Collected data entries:
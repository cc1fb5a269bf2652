//! Provider lifecycle: process-wide init and shutdown gating.
//!
//! [`ProviderContext`] is constructed once per process and owns the shared
//! backend, the handler registry, the job engine and the dispatcher. Its
//! whole mutable state is the "loaded" flag; whether jobs are outstanding is
//! delegated to the [`JobEngine`].

use std::sync::atomic::{AtomicBool, Ordering};
use std::sync::Arc;
use tokio::sync::Mutex;
use tracing::{error, info, instrument, warn};

use crate::backend::PoolBackend;
use crate::config::ProviderConfig;
use crate::dispatch::Dispatcher;
use crate::error::{ProviderError, Result};
use crate::jobs::JobEngine;
use crate::registry::Registry;
use crate::session::SessionManager;

/// Outcome of [`ProviderContext::uninit`].
#[derive(Debug, Clone, Copy, PartialEq, Eq)]
pub enum UnloadOutcome {
    /// The shared connection is closed; the provider may be unloaded.
    Unloaded,
    /// Teardown was refused; retry later.
    DoNotUnload,
}

/// The single per-process provider instance.
pub struct ProviderContext {
    config: ProviderConfig,
    backend: Arc<dyn PoolBackend>,
    loaded: Arc<AtomicBool>,
    transition: Mutex<()>,
    jobs: JobEngine,
    dispatcher: Dispatcher,
}

impl ProviderContext {
    /// Build a provider with the built-in handlers.
    pub fn new(config: ProviderConfig, backend: Arc<dyn PoolBackend>) -> Self {
        Self::with_registry(config, backend, Registry::with_defaults())
    }

    /// Build a provider with a caller-supplied registry.
    pub fn with_registry(
        config: ProviderConfig,
        backend: Arc<dyn PoolBackend>,
        registry: Registry,
    ) -> Self {
        let loaded = Arc::new(AtomicBool::new(false));
        let sessions = SessionManager::new(Arc::clone(&backend), Arc::clone(&loaded));
        let jobs = JobEngine::new(sessions.clone(), config.namespace.clone(), &config.jobs);
        let dispatcher = Dispatcher::new(
            Arc::new(registry),
            sessions,
            jobs.clone(),
            config.namespace.clone(),
        );

        Self {
            config,
            backend,
            loaded,
            transition: Mutex::new(()),
            jobs,
            dispatcher,
        }
    }

    pub fn config(&self) -> &ProviderConfig {
        &self.config
    }

    pub fn dispatcher(&self) -> &Dispatcher {
        &self.dispatcher
    }

    pub fn jobs(&self) -> &JobEngine {
        &self.jobs
    }

    pub fn is_loaded(&self) -> bool {
        self.loaded.load(Ordering::SeqCst)
    }

    /// Establish the shared backend connection. Idempotent.
    #[instrument(skip(self), fields(pool = %self.config.pool.url))]
    pub async fn init(&self) -> Result<()> {
        let _guard = self.transition.lock().await;
        if self.is_loaded() {
            return Ok(());
        }

        self.backend.connect().await.map_err(|e| {
            error!(error = %e, "Failed to connect to pool");
            ProviderError::failed("init", "", e.to_string())
        })?;

        self.loaded.store(true, Ordering::SeqCst);
        info!("Provider initialized");
        Ok(())
    }

    /// Tear down the shared connection unless jobs are still running.
    ///
    /// Job creation is held off from the running-jobs check until the
    /// provider is unloaded or the unload is refused.
    ///
    /// A failed disconnect is `Failed` when the host is terminating and
    /// `DoNotUnload` otherwise.
    #[instrument(skip(self))]
    pub async fn uninit(&self, terminating: bool) -> Result<UnloadOutcome> {
        let _guard = self.transition.lock().await;
        if !self.is_loaded() {
            return Ok(UnloadOutcome::Unloaded);
        }

        let _admission = self.jobs.close_admission().await;
        if self.jobs.jobs_running() {
            warn!(
                running = self.jobs.running_count(),
                "Jobs still running, refusing to unload"
            );
            return Ok(UnloadOutcome::DoNotUnload);
        }

        if let Err(e) = self.backend.disconnect().await {
            error!(error = %e, "Failed to disconnect from pool");
            return if terminating {
                Err(ProviderError::failed("uninit", "", e.to_string()))
            } else {
                Ok(UnloadOutcome::DoNotUnload)
            };
        }

        self.loaded.store(false, Ordering::SeqCst);
        info!("Provider unloaded");
        Ok(UnloadOutcome::Unloaded)
    }
}

#[cfg(test)]
mod tests {
    use super::*;
    use crate::mock::MockPool;

    #[tokio::test]
    async fn test_init_is_idempotent() {
        let pool = MockPool::new();
        let provider = ProviderContext::new(ProviderConfig::default(), Arc::new(pool.clone()));

        assert!(!provider.is_loaded());
        provider.init().await.unwrap();
        provider.init().await.unwrap();
        assert!(provider.is_loaded());
        assert_eq!(pool.connects(), 1);
    }

    #[tokio::test]
    async fn test_uninit_closes_connection() {
        let pool = MockPool::new();
        let provider = ProviderContext::new(ProviderConfig::default(), Arc::new(pool.clone()));
        provider.init().await.unwrap();

        assert_eq!(provider.uninit(false).await.unwrap(), UnloadOutcome::Unloaded);
        assert!(!provider.is_loaded());
        assert!(!pool.is_connected());

        // Unloading twice is harmless
        assert_eq!(provider.uninit(false).await.unwrap(), UnloadOutcome::Unloaded);
        assert_eq!(pool.disconnects(), 1);
    }

    #[tokio::test]
    async fn test_failed_disconnect() {
        let pool = MockPool::new();
        pool.set_fail_disconnect(true);
        let provider = ProviderContext::new(ProviderConfig::default(), Arc::new(pool.clone()));
        provider.init().await.unwrap();

        assert_eq!(provider.uninit(false).await.unwrap(), UnloadOutcome::DoNotUnload);
        assert!(provider.is_loaded());
        assert!(matches!(
            provider.uninit(true).await,
            Err(ProviderError::Failed { .. })
        ));
        assert!(provider.is_loaded());
    }
}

▶ _EXERCISE DESCRIPTION_
Bring together each line above where the string "store" turns up.

▶ _RESPONSE_
        self.loaded.store(true, Ordering::SeqCst);
        self.loaded.store(false, Ordering::SeqCst);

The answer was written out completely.